Let's create a very small fragment of a programming language:
data Expr = Num Int -- atom
| Str String -- atom
| Op BinOp Expr Expr -- compound
deriving (Show)
data BinOp = Add | Concat
deriving (Show)
And an interpreter for it:
interp x@(Num _) = x
interp x@(Str _) = x
interp (Op Add a b) = Num (i a + i b)
where i x = case interp x of Num a -> a
interp (Op Concat (Str a) (Str b)) = Str (a ++ b)
Our very quick round of prototyping gave us a tiny interpreter that actually seems to work:
>> interp (Op Add (Num 2) (Num 3))
Num 5
Please help me to spot some problems with my interpreter!
We can construct ill-formed expressions ("add a Num to a Str").
Our interpreter crashes on these expressions, because we (quite reasonably) didn't take their possible existence into account.
Here's a slightly modified version of our language:
data Expr a = Num Int
| Str String
| Op BinOp (Expr a) (Expr a)
deriving (Show)
-- This is unchanged.
data BinOp = Add | Concat
deriving (Show)
We've introduced a type parameter here...
...But we never actually use it to represent a value of whatever type a is.
Let's see where that takes us.
Here is our modified interpreter.
interp x@(Num _) = x
interp x@(Str _) = x
interp (Op Add a b) = Num (i a + i b)
where i x = case interp x of Num a -> a
interp (Op Concat a b) = Str (i a ++ i b)
where i x = case interp x of Str y -> y
Our only change is to apply interp recursively if we're asked to perform a Concat.
We could have done this in our original interpreter, so that can't be the real fix. But what is?
What's the type of the rewritten interp?
The interpreter function now has this type:
interp :: Expr a -> Expr a
But we know from the definitions of Expr and BinOp that we never use a value of type a. Then what purpose does this type parameter serve?
Recall the type of Expr:
data Expr a = ...
| Op BinOp (Expr a) (Expr a)
Let's think of that a parameter as expressing our intent that:
The operands of an Op expression should have the same types.
The resulting Expr value should also have this type.
data Expr a = ...
| Op BinOp (Expr a) (Expr a)
In fact, the type system will enforce these constraints for us.
The first step in making all of this machinery work is to define some functions with the right types.
These two functions will construct atoms (values that can't be reduced any further) in our language:
num :: Int -> Expr Int
num = Num
str :: String -> Expr String
str = Str
These two functions construct compound expressions:
add :: Expr Int -> Expr Int -> Expr Int
add = Op Add
cat :: Expr String -> Expr String -> Expr String
cat = Op Concat
Notice that each one enforces the restriction that its parameters must be compatible.
One we have our functions defined, the last step is to lock our world down.
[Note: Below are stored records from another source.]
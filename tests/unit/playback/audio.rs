use std::collections::HashMap;
use std::sync::{Arc, Mutex};

use crate::document::movie::MovieDocument;
use crate::document::proto::{AudioEntity, MovieEntity, MovieParams};
use crate::document::resources::AudioFormat;
use crate::playback::audio::{CueScheduler, CueState};
use crate::playback::sink::{AudioClip, AudioSink, LoadOutcome};

type Log = Arc<Mutex<Vec<String>>>;

struct FakeClip {
    log: Log,
}

impl AudioClip for FakeClip {
    fn play(&mut self, offset_ms: u32, pitch: f64) {
        self.log.lock().unwrap().push(format!("play {offset_ms} {pitch}"));
    }
    fn pause(&mut self) {
        self.log.lock().unwrap().push("pause".into());
    }
    fn resume(&mut self) {
        self.log.lock().unwrap().push("resume".into());
    }
    fn stop(&mut self) {
        self.log.lock().unwrap().push("stop".into());
    }
    fn set_pitch(&mut self, pitch: f64) {
        self.log.lock().unwrap().push(format!("pitch {pitch}"));
    }
    fn is_playing(&self) -> bool {
        true
    }
}

/// A clip that runs out the moment it starts.
struct OneShotClip;

impl AudioClip for OneShotClip {
    fn play(&mut self, _offset_ms: u32, _pitch: f64) {}
    fn pause(&mut self) {}
    fn resume(&mut self) {}
    fn stop(&mut self) {}
    fn set_pitch(&mut self, _pitch: f64) {}
    fn is_playing(&self) -> bool {
        false
    }
}

struct OneShotSink;

impl AudioSink for OneShotSink {
    fn load(&mut self, _key: &str, _format: AudioFormat, _bytes: &[u8]) -> LoadOutcome {
        LoadOutcome::Ready(Box::new(OneShotClip))
    }
}

/// Decodes synchronously; records the formats it was handed.
struct SyncSink {
    log: Log,
    formats: Vec<AudioFormat>,
}

impl AudioSink for SyncSink {
    fn load(&mut self, _key: &str, format: AudioFormat, _bytes: &[u8]) -> LoadOutcome {
        self.formats.push(format);
        LoadOutcome::Ready(Box::new(FakeClip {
            log: self.log.clone(),
        }))
    }
}

/// Always defers to a background decode.
struct PendingSink;

impl AudioSink for PendingSink {
    fn load(&mut self, _key: &str, _format: AudioFormat, _bytes: &[u8]) -> LoadOutcome {
        LoadOutcome::Pending
    }
}

fn doc_with_cue(key: &str, start_frame: i32, end_frame: i32, start_time: i32) -> MovieDocument {
    let mut images = HashMap::new();
    images.insert(key.to_string(), b"RIFFxxxxWAVEdata".to_vec());
    MovieDocument::from_movie(MovieEntity {
        version: "2.0.0".into(),
        params: Some(MovieParams {
            view_box_width: 100.0,
            view_box_height: 100.0,
            fps: 30,
            frames: 20,
        }),
        images,
        audios: vec![AudioEntity {
            audio_key: key.into(),
            start_frame,
            end_frame,
            start_time,
            total_frame: 20,
        }],
        ..Default::default()
    })
}

fn log() -> Log {
    Arc::new(Mutex::new(Vec::new()))
}

#[test]
fn cues_fire_exactly_on_their_start_frame() {
    let log = log();
    let mut sink = SyncSink {
        log: log.clone(),
        formats: Vec::new(),
    };
    let mut cues = CueScheduler::new(&doc_with_cue("boom", 2, 0, 250), &mut sink);
    assert_eq!(cues.cue_count(), 1);
    assert_eq!(cues.cue_state(0), Some(CueState::Ready));
    assert_eq!(sink.formats, vec![AudioFormat::Wav]);

    cues.enter_frame(1);
    assert_eq!(cues.cue_state(0), Some(CueState::Ready));
    cues.enter_frame(2);
    assert_eq!(cues.cue_state(0), Some(CueState::Playing));
    assert_eq!(log.lock().unwrap().as_slice(), ["play 250 1"]);

    // Entering later frames does not retrigger.
    cues.enter_frame(3);
    assert_eq!(log.lock().unwrap().len(), 1);
}

#[test]
fn cues_cut_off_at_their_end_frame_and_can_retrigger() {
    let log = log();
    let mut sink = SyncSink {
        log: log.clone(),
        formats: Vec::new(),
    };
    let mut cues = CueScheduler::new(&doc_with_cue("boom", 2, 5, 0), &mut sink);
    cues.enter_frame(2);
    cues.enter_frame(4);
    assert_eq!(cues.cue_state(0), Some(CueState::Playing));
    cues.enter_frame(5);
    assert_eq!(cues.cue_state(0), Some(CueState::Stopped));

    cues.enter_frame(2);
    assert_eq!(cues.cue_state(0), Some(CueState::Playing));
    assert_eq!(
        log.lock().unwrap().as_slice(),
        ["play 0 1", "stop", "play 0 1"]
    );
}

#[test]
fn a_pending_clip_plays_as_soon_as_it_arrives() {
    let log = log();
    let mut cues = CueScheduler::new(&doc_with_cue("boom", 2, 0, 100), &mut PendingSink);
    assert_eq!(
        cues.cue_state(0),
        Some(CueState::Loading {
            play_when_ready: false
        })
    );

    cues.enter_frame(2);
    assert_eq!(
        cues.cue_state(0),
        Some(CueState::Loading {
            play_when_ready: true
        })
    );

    cues.finish_load("boom", Box::new(FakeClip { log: log.clone() }));
    assert_eq!(cues.cue_state(0), Some(CueState::Playing));
    assert_eq!(log.lock().unwrap().as_slice(), ["play 100 1"]);
}

#[test]
fn pausing_while_loading_cancels_the_autoplay() {
    let log = log();
    let mut cues = CueScheduler::new(&doc_with_cue("boom", 2, 0, 100), &mut PendingSink);
    cues.enter_frame(2);
    cues.pause_all();
    cues.finish_load("boom", Box::new(FakeClip { log: log.clone() }));
    assert_eq!(cues.cue_state(0), Some(CueState::Ready));
    assert!(log.lock().unwrap().is_empty());
}

#[test]
fn pause_and_resume_pass_through_to_the_clip() {
    let log = log();
    let mut sink = SyncSink {
        log: log.clone(),
        formats: Vec::new(),
    };
    let mut cues = CueScheduler::new(&doc_with_cue("boom", 0, 0, 0), &mut sink);
    cues.enter_frame(0);
    cues.pause_all();
    assert_eq!(cues.cue_state(0), Some(CueState::Paused));
    cues.resume_all();
    assert_eq!(cues.cue_state(0), Some(CueState::Playing));
    cues.stop_all();
    assert_eq!(cues.cue_state(0), Some(CueState::Stopped));
    assert_eq!(
        log.lock().unwrap().as_slice(),
        ["play 0 1", "pause", "resume", "stop"]
    );
}

#[test]
fn pitch_changes_reach_playing_clips_and_later_triggers() {
    let log = log();
    let mut sink = SyncSink {
        log: log.clone(),
        formats: Vec::new(),
    };
    let mut cues = CueScheduler::new(&doc_with_cue("boom", 0, 0, 0), &mut sink);
    cues.enter_frame(0);
    cues.set_pitch(2.0);
    cues.stop_all();
    cues.enter_frame(0);
    assert_eq!(
        log.lock().unwrap().as_slice(),
        ["play 0 1", "pitch 2", "stop", "play 0 2"]
    );
}

#[test]
fn clips_that_end_on_their_own_become_stopped() {
    let mut cues = CueScheduler::new(&doc_with_cue("boom", 0, 0, 0), &mut OneShotSink);
    cues.enter_frame(0);
    assert_eq!(cues.cue_state(0), Some(CueState::Playing));
    cues.sync_finished();
    assert_eq!(cues.cue_state(0), Some(CueState::Stopped));

    // A naturally finished cue retriggers on the next start-frame pass.
    cues.enter_frame(0);
    assert_eq!(cues.cue_state(0), Some(CueState::Playing));
}

#[test]
fn cues_without_a_binary_are_skipped() {
    let movie = MovieEntity {
        version: "2.0.0".into(),
        params: Some(MovieParams {
            view_box_width: 100.0,
            view_box_height: 100.0,
            fps: 30,
            frames: 20,
        }),
        audios: vec![AudioEntity {
            audio_key: "ghost".into(),
            start_frame: 0,
            ..Default::default()
        }],
        ..Default::default()
    };
    let doc = MovieDocument::from_movie(movie);
    let cues = CueScheduler::new(&doc, &mut PendingSink);
    assert_eq!(cues.cue_count(), 0);
}

#[test]
fn an_unexpected_finished_load_is_dropped() {
    let log = log();
    let mut sink = SyncSink {
        log: log.clone(),
        formats: Vec::new(),
    };
    let mut cues = CueScheduler::new(&doc_with_cue("boom", 2, 0, 0), &mut sink);
    // Already ready; a stray background result must not disturb it.
    cues.finish_load("boom", Box::new(FakeClip { log: log.clone() }));
    assert_eq!(cues.cue_state(0), Some(CueState::Ready));
}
Here's what the beginning of my module looks like:
module Interp
(
Expr, -- type constructor
interp, -- interpreter
num, str, -- atom constructors
add, cat, -- expression constructors
) where
Notice that we've exercised careful control over what we're exporting.
We export the Expr type constructor, but none of its value constructors.
Users of our module don't need BinOp, so we don't export that at all.
Consequences of exporting only the type constructor for Expr:
Clients cannot use the value constructors to create new values.
The only way for a client to construct expressions is using our handwritten "smart constructor" functions with their carefully chosen types.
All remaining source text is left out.